Tuesday, July 03, 2007

Retreat




Life of Mary Magdalene - by H. Lacordaire
Chapter I
Of Friendship in Jesus Christ


Jesus Christ loved souls, and he has transmitted this love to us, which is the very basis of Christianity. No true Christian, no living Christian, can be without a fragment of this love that circulates in our veins like the very blood of Christ. From the moment we love, whether it be in youth or in middle age, as a father or as a husband, as a son or as a friend, we want to save the soul we love, that is to say, give it, at the price of our own life, truth in the faith, virtue in grace, peace in redemption. God at last, God known, God loved, God served, there is that love of souls that adds itself to all the others, and which, far from destroying them, exalts and transforms them until it makes of them something divine, however mortal they be in themselves.

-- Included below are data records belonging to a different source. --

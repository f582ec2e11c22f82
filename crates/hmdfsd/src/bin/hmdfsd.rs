//! hmdfsd - distributed filesystem daemon
//!
//! Usage:
//!   hmdfsd run [--config <path>] [--user-id <id>]   Run the daemon
//!   hmdfsd sample-config                            Print a config template

use std::path::PathBuf;
use std::sync::Arc;
use std::time::Duration;

use anyhow::Context;
use clap::{Parser, Subcommand};
use parking_lot::RwLock;
use tokio::signal;
use tracing::{info, Level};
use tracing_subscriber::FmtSubscriber;

use hmdfsd_core::{Config, DeviceInfo, MountArgumentDescriptors};

use hmdfsd::device_manager::DeviceManagerAgent;
use hmdfsd::devsl::DevslDispatcher;
use hmdfsd::mount_manager::{GroupNotifier, MountManager};
use hmdfsd::mount_point::{HmdfsMounter, MountPoint};
use hmdfsd::network_agent::{NetworkAgent, NetworkAgentOps};
use hmdfsd::platform::{LoggingStorageManager, StaticPlatform, XattrSecurityLabelStore};
use hmdfsd::tcp_link::TcpLinkProvider;

#[derive(Parser)]
#[command(name = "hmdfsd")]
#[command(about = "Distributed filesystem daemon", long_about = None)]
struct Cli {
    #[command(subcommand)]
    command: Commands,

    /// Enable verbose logging
    #[arg(short, long, global = true)]
    verbose: bool,
}

#[derive(Subcommand)]
enum Commands {
    /// Run the daemon
    Run {
        /// Configuration file (default: the platform config dir)
        #[arg(short, long)]
        config: Option<PathBuf>,

        /// Mount for this user id instead of the configured one
        #[arg(short, long)]
        user_id: Option<i32>,
    },

    /// Print a sample configuration file
    SampleConfig,
}

#[tokio::main]
async fn main() -> anyhow::Result<()> {
    let cli = Cli::parse();

    let level = if cli.verbose { Level::DEBUG } else { Level::INFO };
    let subscriber = FmtSubscriber::builder()
        .with_max_level(level)
        .with_target(false)
        .finish();
    tracing::subscriber::set_global_default(subscriber)?;

    match cli.command {
        Commands::Run { config, user_id } => run(config, user_id).await,
        Commands::SampleConfig => {
            println!("{}", Config::sample());
            Ok(())
        }
    }
}

fn local_cid(config: &Config) -> String {
    if !config.user.local_cid.is_empty() {
        return config.user.local_cid.clone();
    }
    std::fs::read_to_string("/proc/sys/kernel/hostname")
        .map(|h| h.trim().to_string())
        .unwrap_or_else(|_| "hmdfsd-local".into())
}

async fn run(config_path: Option<PathBuf>, user_id: Option<i32>) -> anyhow::Result<()> {
    let mut config = match config_path {
        Some(path) => Config::load_from(&path).context("loading configuration")?,
        None => Config::load(),
    };
    if let Some(id) = user_id {
        config.user.id = id;
    }

    let cid = local_cid(&config);
    info!("starting hmdfsd as {cid}, user {}", config.user.id);

    let platform = Arc::new(StaticPlatform::new(cid.clone(), 1, config.peers.clone()));
    let local_device = Arc::new(RwLock::new(DeviceInfo::new()));

    let factory = {
        let platform = Arc::clone(&platform);
        let local_device = Arc::clone(&local_device);
        let config = config.clone();
        let cid = cid.clone();
        Box::new(move |mp: Arc<MountPoint>| {
            let provider = TcpLinkProvider::new(
                cid.clone(),
                config.network.listen_port,
                Duration::from_secs(config.network.connect_timeout_secs),
                Arc::clone(&platform) as Arc<dyn hmdfsd::tcp_link::PeerResolver>,
            );
            NetworkAgent::new(
                provider,
                mp,
                Arc::clone(&platform) as _,
                Arc::clone(&local_device),
                &config,
            ) as Arc<dyn NetworkAgentOps>
        })
    };

    let device_manager = DeviceManagerAgent::new(
        Arc::clone(&platform) as _,
        Arc::clone(&platform) as _,
        Arc::new(LoggingStorageManager),
        factory,
        local_device,
        (&config).into(),
    );
    device_manager.start().context("starting device manager")?;

    let devsl = DevslDispatcher::new(
        Arc::clone(&platform) as _,
        Arc::clone(&platform) as _,
        Arc::new(XattrSecurityLabelStore),
    );
    devsl.start().context("starting devsl dispatcher")?;

    let mount_manager = MountManager::new(
        Box::new(HmdfsMounter),
        Arc::clone(&device_manager) as Arc<dyn GroupNotifier>,
    );
    mount_manager
        .mount(MountPoint::new(MountArgumentDescriptors::alpha(
            config.user.id,
            &config.user.account,
        )))
        .context("mounting the default hmdfs instance")?;

    // With a static peer table there is no live device manager to push
    // ready events; announce the configured peers ourselves once the join
    // command has been processed.
    tokio::time::sleep(Duration::from_millis(200)).await;
    platform.announce_peers();

    info!("hmdfsd up; ctrl-c to stop");
    signal::ctrl_c().await.ok();
    info!("shutting down");

    mount_manager.teardown();
    device_manager.stop().await;
    devsl.stop();
    Ok(())
}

And, moreover, the love of souls leads to friendship when one has been, near a poor fallen creature, the instrument of the light that reveals her form and which gives back to her her own dignity, this sublime healing of a death that should have been eternal sometimes inspires in two souls an indefinable attraction, born of the happiness given and the happiness received. And if natural sympathy is joined onto this movement that comes from on high, there forms from all these divine chances into the same hearts an attachment that would have no name on earth, if Jesus Christ himself had not said to his disciples: “I have called you my friends.” This then is friendship. It is friendship such as God made man and dying for his friends conceived it. But still, amongst these souls with whom Jesus Christ lived and died, there was one who was especially favoured. He loved them all, but he loved some more than others. It was there, in this world, the summit of human and divine affections; nothing had prepared the world for it, and the world would only see again an obscure image in the holiest and most celestial friendships.